「温泉の科学」〜温泉ってなあに?〜しぜんのかがくep.22 ぼうさい豆知識〜冬の災害の備え〜
(この記事は、サイエンスアイ新書「温泉の科学」佐々木信行著を参考にしています。)
12月になり、寒くなりましたね。私は毎晩、温かいお風呂にゆっくり浸かりたくなります。お風呂といえば、やっぱり温泉♨️!そもそも温泉って何?というところからお話します。
「温泉」は英語でも「hot spring」と同じ意味です。泉(spring)なので、地中から湧き出ているイメージですね。
最近は「onsen」でも外国で通じるそうですよ。それだけ日本の温泉は世界的にも知名度が高いんですね。
温泉はその言葉にあるように、温かい泉(水)が湧き出ているという意味ですね。温泉の名称は、中国・後漢の政治家・文人にして自然科学者でもあった張衡(ちょうこう)(78~139)によって名付けられました。彼は世界最古の地震計も発明したんですよ。
現在は1948年(昭和23年)制定の「温泉法」(環境省)でその条件が決められ、「地中から湧き出る温水、鉱水および水蒸気その他のガスで、温度または物資を有するもの」と定められています。つまり、温泉は「温度」と「成分(物質がどのくらい溶けているか?)」の2点で定義されています。

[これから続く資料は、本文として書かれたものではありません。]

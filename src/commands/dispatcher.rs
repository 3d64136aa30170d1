//! Command Dispatcher
//!
//! Maps a decoded command to its handler, checks arity, runs it against the
//! store and returns the reply.
//!
//! | Verb | Arguments | Reply                          |
//! |------|-----------|--------------------------------|
//! | PING | any       | `+PONG`                        |
//! | ECHO | 1         | bulk string of the argument    |
//! | SET  | 2         | `+OK`                          |
//! | GET  | 1         | bulk string, or `$-1` if absent |
//!
//! Verbs are matched case-insensitively. Anything else is answered with
//! `-ERR unknown command`.

use crate::commands::error::CommandError;
use crate::protocol::{Command, Reply};
use crate::storage::Store;
use bytes::Bytes;
use std::sync::Arc;

type CommandResult = Result<Reply, CommandError>;

/// Executes commands against a shared [`Store`].
///
/// Cloning is cheap: every clone points at the same store.
#[derive(Debug, Clone)]
pub struct Dispatcher {
    store: Arc<Store>,
}

impl Dispatcher {
    pub fn new(store: Arc<Store>) -> Self {
        Self { store }
    }

    pub fn store(&self) -> &Arc<Store> {
        &self.store
    }

    /// Executes a command and returns the reply to send back.
    ///
    /// Never fails: arity and unknown-command problems become error replies.
    pub fn execute(&self, command: &Command) -> Reply {
        self.dispatch(command).unwrap_or_else(Reply::from)
    }

    fn dispatch(&self, command: &Command) -> CommandResult {
        let verb = command.verb().ok_or(CommandError::Unknown)?;
        let args = command.args();

        if verb.eq_ignore_ascii_case(b"PING") {
            Ok(self.cmd_ping(args))
        } else if verb.eq_ignore_ascii_case(b"ECHO") {
            self.cmd_echo(args)
        } else if verb.eq_ignore_ascii_case(b"SET") {
            self.cmd_set(args)
        } else if verb.eq_ignore_ascii_case(b"GET") {
            self.cmd_get(args)
        } else {
            Err(CommandError::Unknown)
        }
    }

    /// PING [anything ...]
    fn cmd_ping(&self, _args: &[Bytes]) -> Reply {
        Reply::pong()
    }

    /// ECHO message
    fn cmd_echo(&self, args: &[Bytes]) -> CommandResult {
        match args {
            [message] => Ok(Reply::bulk(message.clone())),
            _ => Err(CommandError::WrongArity("echo")),
        }
    }

    /// SET key value
    fn cmd_set(&self, args: &[Bytes]) -> CommandResult {
        match args {
            [key, value] => {
                self.store.set(key.clone(), value.clone());
                Ok(Reply::ok())
            }
            _ => Err(CommandError::WrongArity("set")),
        }
    }

    /// GET key
    fn cmd_get(&self, args: &[Bytes]) -> CommandResult {
        match args {
            [key] => Ok(self.store.get(key).map_or_else(Reply::null, Reply::bulk)),
            _ => Err(CommandError::WrongArity("get")),
        }
    }
}
//! respkv server entry point.
//!
//! Parses the command line, sets up logging, binds the listener and runs the
//! accept loop until Ctrl+C.

use anyhow::Context;
use clap::Parser;
use respkv::{serve, Config, ConnectionStats, Store};
use std::sync::atomic::Ordering;
use std::sync::Arc;
use tokio::net::TcpListener;
use tokio::signal;
use tracing::{error, info};
use tracing_subscriber::EnvFilter;

#[tokio::main]
async fn main() -> anyhow::Result<()> {
    let config = Config::parse();

    let filter = EnvFilter::try_from_default_env()
        .or_else(|_| EnvFilter::try_new(&config.log_level))
        .context("invalid log filter")?;

    tracing_subscriber::fmt()
        .with_env_filter(filter)
        .with_target(false)
        .with_thread_ids(false)
        .init();

    info!("respkv v{}", respkv::VERSION);

    // Shared across all connections
    let store = Arc::new(Store::new());
    let stats = Arc::new(ConnectionStats::new());

    let listener = TcpListener::bind(config.bind_address())
        .await
        .with_context(|| format!("failed to bind to {}", config.bind_address()))?;
    info!("Listening on {}", config.bind_address());

    let shutdown = async {
        match signal::ctrl_c().await {
            Ok(()) => info!("Shutdown signal received, stopping server..."),
            Err(e) => error!(error = %e, "Failed to listen for Ctrl+C"),
        }
    };

    tokio::select! {
        _ = serve(listener, Arc::clone(&store), Arc::clone(&stats)) => {}
        _ = shutdown => {}
    }

    let store_stats = store.stats();
    info!(
        keys = store_stats.keys,
        gets = store_stats.get_ops,
        sets = store_stats.set_ops,
        connections = stats.connections_accepted.load(Ordering::Relaxed),
        commands = stats.commands_processed.load(Ordering::Relaxed),
        "Server shutdown complete"
    );
    Ok(())
}
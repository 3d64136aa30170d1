//! Server configuration, parsed from the command line.

use clap::Parser;

/// respkv server
#[derive(Parser, Debug, Clone, PartialEq, Eq)]
#[command(name = "respkv")]
#[command(about = "A small RESP-speaking in-memory key-value server")]
#[command(version)]
pub struct Config {
    /// Host to bind to
    #[arg(short = 'H', long, default_value = crate::DEFAULT_HOST)]
    pub host: String,

    /// Port to listen on
    #[arg(short, long, default_value_t = crate::DEFAULT_PORT)]
    pub port: u16,

    /// Log filter used when RUST_LOG is not set (e.g. "debug", "respkv=trace")
    #[arg(long, default_value = "info")]
    pub log_level: String,
}

impl Default for Config {
    fn default() -> Self {
        Self {
            host: crate::DEFAULT_HOST.to_string(),
            port: crate::DEFAULT_PORT,
            log_level: "info".to_string(),
        }
    }
}

impl Config {
    /// Returns the bind address as a string
    pub fn bind_address(&self) -> String {
        format!("{}:{}", self.host, self.port)
    }
}

#[cfg(test)]
mod tests {
    use super::*;

    #[test]
    fn test_defaults() {
        let config = Config::try_parse_from(["respkv"]).unwrap();
        assert_eq!(config, Config::default());
        assert_eq!(config.bind_address(), "0.0.0.0:6379");
    }

    #[test]
    fn test_overrides() {
        let config =
            Config::try_parse_from(["respkv", "-H", "127.0.0.1", "--port", "6380", "--log-level", "debug"])
                .unwrap();
        assert_eq!(config.bind_address(), "127.0.0.1:6380");
        assert_eq!(config.log_level, "debug");
    }

    #[test]
    fn test_invalid_port() {
        assert!(Config::try_parse_from(["respkv", "--port", "not-a-port"]).is_err());
        assert!(Config::try_parse_from(["respkv", "--port", "70000"]).is_err());
    }
}
//! Streaming RESP Frame Decoder
//!
//! Requests arrive as arrays of bulk strings:
//!
//! ```text
//! *<N>\r\n
//! $<len_1>\r\n
//! <arg_1 bytes>\r\n
//! ...
//! $<len_N>\r\n
//! <arg_N bytes>\r\n
//! ```
//!
//! The decoder pulls exactly one such frame per call from a buffered async
//! reader, suspending only the calling task while bytes are in flight.
//!
//! ## Leniency
//!
//! Header lines only need a trailing `\n`; surrounding whitespace (including
//! the `\r`) is trimmed before the prefix is checked. The line that follows a
//! bulk payload is consumed but its content is not checked, so clients that
//! send a bare `\n` after the payload are accepted.
//!
//! ## Errors
//!
//! Every failure is fatal to the connection; the decoder never tries to
//! resynchronize. End of stream before the first byte of a frame is reported
//! as [`DecodeError::Closed`] so that callers can tell a client hanging up
//! apart from a broken frame.

use crate::protocol::command::Command;
use crate::protocol::reply::prefix;
use bytes::Bytes;
use thiserror::Error;
use tokio::io::{AsyncBufRead, AsyncBufReadExt, AsyncReadExt};

/// Maximum size for a single bulk string (512 MB, same as Redis)
pub const MAX_BULK_LEN: usize = 512 * 1024 * 1024;

/// Upper bound on up-front allocation driven by a declared length.
/// Larger frames grow their buffers as the bytes actually arrive.
const MAX_PREALLOC: usize = 64 * 1024;

/// Errors that can occur while decoding a frame.
#[derive(Debug, Error)]
pub enum DecodeError {
    /// The peer closed the stream between frames.
    #[error("connection closed by peer")]
    Closed,

    /// The first line of a frame did not start with `*`.
    #[error("invalid array header")]
    InvalidArrayHeader,

    /// An element header did not start with `$`.
    #[error("invalid bulk header")]
    InvalidBulkHeader,

    /// A header carried something other than a non-negative integer.
    #[error("invalid length: {0:?}")]
    InvalidLength(String),

    #[error("bulk string too large: {len} bytes (max: {max})")]
    TooLarge { len: usize, max: usize },

    /// The stream ended in the middle of a frame.
    #[error("unexpected end of stream")]
    Truncated,

    #[error("I/O error: {0}")]
    Io(#[from] std::io::Error),
}

impl DecodeError {
    /// True when the peer simply went away between frames.
    pub fn is_closed(&self) -> bool {
        matches!(self, DecodeError::Closed)
    }
}

/// Result type for decoding operations.
pub type DecodeResult<T> = Result<T, DecodeError>;

/// Decodes one command per call from a buffered byte stream.
///
/// # Example
///
/// ```
/// # tokio_test::block_on(async {
/// use respkv::protocol::FrameDecoder;
///
/// let mut decoder = FrameDecoder::new(&b"*2\r\n$3\r\nGET\r\n$4\r\nname\r\n"[..]);
/// let command = decoder.decode().await.unwrap();
/// assert_eq!(command.args().len(), 1);
/// assert!(decoder.decode().await.unwrap_err().is_closed());
/// # });
/// ```
#[derive(Debug)]
pub struct FrameDecoder<R> {
    reader: R,
    /// Scratch space for the current header line
    line: Vec<u8>,
}

impl<R> FrameDecoder<R>
where
    R: AsyncBufRead + Unpin,
{
    pub fn new(reader: R) -> Self {
        Self {
            reader,
            line: Vec::with_capacity(64),
        }
    }

    pub fn get_ref(&self) -> &R {
        &self.reader
    }

    pub fn into_inner(self) -> R {
        self.reader
    }

    /// Reads exactly one frame from the stream.
    pub async fn decode(&mut self) -> DecodeResult<Command> {
        if !self.read_line().await? {
            return Err(DecodeError::Closed);
        }
        let count = parse_length(header_digits(&self.line, prefix::ARRAY)?)?;

        let mut parts = Vec::with_capacity(count.min(MAX_PREALLOC));
        for _ in 0..count {
            parts.push(self.decode_bulk().await?);
        }

        Ok(Command::new(parts))
    }

    /// Reads one `$<len>` header, its payload, and the line after it.
    async fn decode_bulk(&mut self) -> DecodeResult<Bytes> {
        if !self.read_line().await? {
            return Err(DecodeError::Truncated);
        }
        let len = parse_length(header_digits(&self.line, prefix::BULK_STRING)?)?;
        if len > MAX_BULK_LEN {
            return Err(DecodeError::TooLarge {
                len,
                max: MAX_BULK_LEN,
            });
        }

        // The payload is raw bytes, not a line: it may contain `\r\n`.
        let mut payload = Vec::with_capacity(len.min(MAX_PREALLOC));
        let read = (&mut self.reader)
            .take(len as u64)
            .read_to_end(&mut payload)
            .await?;
        if read < len {
            return Err(DecodeError::Truncated);
        }

        // Terminator after the payload; content is not validated.
        self.line.clear();
        self.reader.read_until(b'\n', &mut self.line).await?;

        Ok(Bytes::from(payload))
    }

    /// Reads one `\n`-terminated line into the scratch buffer.
    ///
    /// Returns `Ok(false)` on a clean end of stream. A partial line followed
    /// by end of stream is a truncated frame.
    async fn read_line(&mut self) -> DecodeResult<bool> {
        self.line.clear();
        let n = self.reader.read_until(b'\n', &mut self.line).await?;
        if n == 0 {
            return Ok(false);
        }
        if self.line.last() != Some(&b'\n') {
            return Err(DecodeError::Truncated);
        }
        Ok(true)
    }
}

/// Trims a header line and strips its type prefix, returning the digits.
fn header_digits(line: &[u8], expected: u8) -> DecodeResult<&[u8]> {
    match line.trim_ascii() {
        [first, rest @ ..] if *first == expected => Ok(rest),
        _ if expected == prefix::ARRAY => Err(DecodeError::InvalidArrayHeader),
        _ => Err(DecodeError::InvalidBulkHeader),
    }
}

fn parse_length(digits: &[u8]) -> DecodeResult<usize> {
    std::str::from_utf8(digits)
        .ok()
        .and_then(|s| s.parse::<usize>().ok())
        .ok_or_else(|| DecodeError::InvalidLength(String::from_utf8_lossy(digits).into_owned()))
}
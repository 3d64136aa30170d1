//! Connection Session
//!
//! One session owns one client stream and runs a strict
//! request-at-a-time loop over it:
//!
//! ```text
//!   ┌──────────────────┐  frame   ┌──────────────┐
//!   │  Awaiting-Frame  │─────────>│ Dispatching  │
//!   └──────────────────┘<─────────└──────────────┘
//!            │            reply written
//!            │ decode error / EOF / write error
//!            ▼
//!   ┌──────────────────┐
//!   │      Closed      │  stream dropped
//!   └──────────────────┘
//! ```
//!
//! Sessions are generic over the stream so the same loop runs over TCP in
//! production and over in-memory pipes in tests.

use crate::commands::Dispatcher;
use crate::protocol::{DecodeError, FrameDecoder, Reply};
use std::io;
use std::net::SocketAddr;
use std::sync::atomic::{AtomicU64, Ordering};
use std::sync::Arc;
use tokio::io::{AsyncRead, AsyncWrite, AsyncWriteExt, BufReader, BufWriter, ReadHalf, WriteHalf};
use tokio::net::TcpStream;
use tracing::{debug, trace, warn};

/// Statistics for connection handling
#[derive(Debug, Default)]
pub struct ConnectionStats {
    /// Total number of connections accepted
    pub connections_accepted: AtomicU64,
    /// Currently active connections
    pub active_connections: AtomicU64,
    /// Total commands processed
    pub commands_processed: AtomicU64,
    /// Connections dropped because of a malformed frame
    pub protocol_errors: AtomicU64,
    /// Total bytes written
    pub bytes_written: AtomicU64,
}

impl ConnectionStats {
    pub fn new() -> Self {
        Self::default()
    }

    pub fn connection_opened(&self) {
        self.connections_accepted.fetch_add(1, Ordering::Relaxed);
        self.active_connections.fetch_add(1, Ordering::Relaxed);
    }

    pub fn connection_closed(&self) {
        self.active_connections.fetch_sub(1, Ordering::Relaxed);
    }

    pub fn command_processed(&self) {
        self.commands_processed.fetch_add(1, Ordering::Relaxed);
    }

    pub fn protocol_error(&self) {
        self.protocol_errors.fetch_add(1, Ordering::Relaxed);
    }

    pub fn bytes_written(&self, count: usize) {
        self.bytes_written
            .fetch_add(count as u64, Ordering::Relaxed);
    }
}

/// Errors that end a session.
#[derive(Debug, thiserror::Error)]
pub enum ConnectionError {
    /// The client sent something that is not a valid frame
    #[error("decode error: {0}")]
    Decode(#[from] DecodeError),

    /// Writing a reply failed
    #[error("I/O error: {0}")]
    Io(#[from] io::Error),
}

impl ConnectionError {
    /// True for errors that just mean the client went away.
    pub fn is_disconnect(&self) -> bool {
        let io_err = match self {
            ConnectionError::Io(e) | ConnectionError::Decode(DecodeError::Io(e)) => e,
            ConnectionError::Decode(_) => return false,
        };
        matches!(
            io_err.kind(),
            io::ErrorKind::ConnectionReset
                | io::ErrorKind::ConnectionAborted
                | io::ErrorKind::BrokenPipe
        )
    }
}

/// Drives decode → dispatch → reply for a single client.
pub struct Session<S> {
    decoder: FrameDecoder<BufReader<ReadHalf<S>>>,
    writer: BufWriter<WriteHalf<S>>,

    /// Peer label (for logging)
    client: String,

    dispatcher: Dispatcher,

    /// Reused serialization buffer for replies
    out: Vec<u8>,

    stats: Arc<ConnectionStats>,
}

impl<S> Session<S>
where
    S: AsyncRead + AsyncWrite,
{
    pub fn new(
        stream: S,
        client: impl Into<String>,
        dispatcher: Dispatcher,
        stats: Arc<ConnectionStats>,
    ) -> Self {
        stats.connection_opened();

        let (reader, writer) = tokio::io::split(stream);
        Self {
            decoder: FrameDecoder::new(BufReader::new(reader)),
            writer: BufWriter::new(writer),
            client: client.into(),
            dispatcher,
            out: Vec::with_capacity(512),
            stats,
        }
    }

    /// Runs the session until the client disconnects or misbehaves.
    ///
    /// A clean hang-up between frames returns `Ok(())`. The stream is
    /// released when this returns, whatever the outcome.
    pub async fn run(mut self) -> Result<(), ConnectionError> {
        debug!(client = %self.client, "Client connected");

        let result = self.main_loop().await;

        match &result {
            Ok(()) => debug!(client = %self.client, "Client disconnected"),
            Err(e) if e.is_disconnect() => {
                debug!(client = %self.client, error = %e, "Connection dropped by client")
            }
            Err(ConnectionError::Decode(e)) => {
                self.stats.protocol_error();
                warn!(client = %self.client, error = %e, "Protocol error, closing connection");
            }
            Err(e) => warn!(client = %self.client, error = %e, "Connection error"),
        }

        self.stats.connection_closed();
        result
    }

    async fn main_loop(&mut self) -> Result<(), ConnectionError> {
        loop {
            let command = match self.decoder.decode().await {
                Ok(command) => command,
                Err(DecodeError::Closed) => return Ok(()),
                Err(e) => return Err(e.into()),
            };

            // `*0` carries no verb; nothing to answer.
            if command.is_empty() {
                trace!(client = %self.client, "Ignoring empty command");
                continue;
            }

            trace!(
                client = %self.client,
                verb = ?command.verb(),
                args = command.args().len(),
                "Dispatching command"
            );

            let reply = self.dispatcher.execute(&command);
            self.stats.command_processed();
            self.send_reply(&reply).await?;
        }
    }

    async fn send_reply(&mut self, reply: &Reply) -> Result<(), ConnectionError> {
        self.out.clear();
        reply.serialize_into(&mut self.out);
        self.writer.write_all(&self.out).await?;
        self.writer.flush().await?;
        self.stats.bytes_written(self.out.len());
        trace!(client = %self.client, bytes = self.out.len(), "Sent reply");
        Ok(())
    }
}

/// Runs a session over an accepted TCP connection.
///
/// Errors are logged by the session itself and not propagated; the socket is
/// closed when this returns.
pub async fn handle_connection(
    stream: TcpStream,
    addr: SocketAddr,
    dispatcher: Dispatcher,
    stats: Arc<ConnectionStats>,
) {
    if let Err(e) = stream.set_nodelay(true) {
        debug!(client = %addr, error = %e, "Failed to set TCP_NODELAY");
    }

    let _ = Session::new(stream, addr.to_string(), dispatcher, stats)
        .run()
        .await;
}
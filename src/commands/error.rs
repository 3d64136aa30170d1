use crate::protocol::Reply;
use thiserror::Error;

/// A command that could not run. These never close the connection; they are
/// turned into an error reply and the session keeps reading.
#[derive(Debug, Clone, PartialEq, Eq, Error)]
pub enum CommandError {
    /// Wrong number of arguments. Carries the lowercase command name.
    #[error("ERR wrong number of arguments for '{0}' command")]
    WrongArity(&'static str),

    #[error("ERR unknown command")]
    Unknown,
}

impl From<CommandError> for Reply {
    fn from(err: CommandError) -> Self {
        Reply::error(err.to_string())
    }
}
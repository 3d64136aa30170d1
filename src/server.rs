//! TCP accept loop.

use crate::commands::Dispatcher;
use crate::connection::{handle_connection, ConnectionStats};
use crate::storage::Store;
use std::sync::Arc;
use tokio::net::TcpListener;
use tracing::error;

/// Accepts connections forever, spawning one task per client.
///
/// The loop never waits on a session; accept failures are logged and the
/// loop keeps going. Stop it by dropping the future (e.g. from
/// `tokio::select!`).
pub async fn serve(listener: TcpListener, store: Arc<Store>, stats: Arc<ConnectionStats>) {
    let dispatcher = Dispatcher::new(store);

    loop {
        match listener.accept().await {
            Ok((stream, addr)) => {
                let dispatcher = dispatcher.clone();
                let stats = Arc::clone(&stats);

                tokio::spawn(async move {
                    handle_connection(stream, addr, dispatcher, stats).await;
                });
            }
            Err(e) => {
                error!(error = %e, "Failed to accept connection");
            }
        }
    }
}
//! # respkv - A Small RESP Key-Value Server
//!
//! respkv speaks the request/response framing used by Redis clients and keeps
//! its data in one in-process map shared by every connection.
//!
//! ## Architecture
//!
//! ```text
//! ┌──────────────────────────────────────────────────────────────────┐
//! │                              respkv                              │
//! │                                                                  │
//! │  ┌─────────────┐    ┌─────────────┐    ┌─────────────┐           │
//! │  │ TCP Server  │───>│  Session    │───>│ Dispatcher  │           │
//! │  │ (accept)    │    │ (per conn)  │    │             │           │
//! │  └─────────────┘    └──────┬──────┘    └──────┬──────┘           │
//! │                            │                  │                  │
//! │                            ▼                  ▼                  │
//! │                     ┌─────────────┐    ┌──────────────────────┐  │
//! │                     │FrameDecoder │    │ Store                │  │
//! │                     │             │    │ RwLock<HashMap>      │  │
//! │                     └─────────────┘    └──────────────────────┘  │
//! └──────────────────────────────────────────────────────────────────┘
//! ```
//!
//! ## Quick Start
//!
//! ```no_run
//! use respkv::connection::ConnectionStats;
//! use respkv::storage::Store;
//! use std::sync::Arc;
//! use tokio::net::TcpListener;
//!
//! #[tokio::main]
//! async fn main() -> std::io::Result<()> {
//!     let store = Arc::new(Store::new());
//!     let stats = Arc::new(ConnectionStats::new());
//!
//!     let listener = TcpListener::bind("127.0.0.1:6379").await?;
//!     respkv::serve(listener, store, stats).await;
//!     Ok(())
//! }
//! ```
//!
//! ## Supported Commands
//!
//! - `PING` - replies `PONG`, whatever the arguments
//! - `ECHO message`
//! - `SET key value`
//! - `GET key`
//!
//! ## Module Overview
//!
//! - [`protocol`]: Frame decoder, commands and replies
//! - [`commands`]: Verb dispatch and arity checks
//! - [`storage`]: The shared store
//! - [`connection`]: Per-client session loop
//! - [`server`]: Accept loop
//! - [`config`]: Command-line configuration

pub mod commands;
pub mod config;
pub mod connection;
pub mod protocol;
pub mod server;
pub mod storage;

pub use commands::{CommandError, Dispatcher};
pub use config::Config;
pub use connection::{handle_connection, ConnectionError, ConnectionStats, Session};
pub use protocol::{Command, DecodeError, FrameDecoder, Reply};
pub use server::serve;
pub use storage::{Store, StoreStats};

/// The default port respkv listens on (same as Redis)
pub const DEFAULT_PORT: u16 = 6379;

/// The default host respkv binds to
pub const DEFAULT_HOST: &str = "0.0.0.0";

/// Version of respkv
pub const VERSION: &str = env!("CARGO_PKG_VERSION");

なぜ温泉法が制定されたかというと、温泉の開発によって湧出量の減少、温泉の権利に関する紛争などの問題が出てきて、温泉の保護と適正な利用を図るため。冷たい地下水をあたためるのも有効成分が含まれていればOK、火山や温泉地の水蒸気が冷水を温めてもOKです。
温度…
温泉の定義では、温泉はどのくらいの温度でしょうか?
(クイズ)①15℃以上(地球の平均気温)②25℃以上③35℃以上(猛暑日の気温)
正解は、②25℃以上です。
なぜ25℃になったかというと、国内で最も平均気温が高い場所の温度が25度だったからです。場所は温泉法が制定された昭和23年に日本の統治下にあった台湾。その年平均気温が24.9度でした。この気温より高い温度の水なら気温だけでなく地下の熱源の影響を少しでも受けている、それは温泉水だということで25度以上が基準になりました。
実は、深さ10mくらいの地温は、年平均気温にほぼ等しくなっています。四国九州の南部で20℃、北海道で10℃、東京や大阪では17℃程度です。もちろん深くなれば地温は上昇しますが、100m程度の深さでは温度の上昇は2~4℃程度です。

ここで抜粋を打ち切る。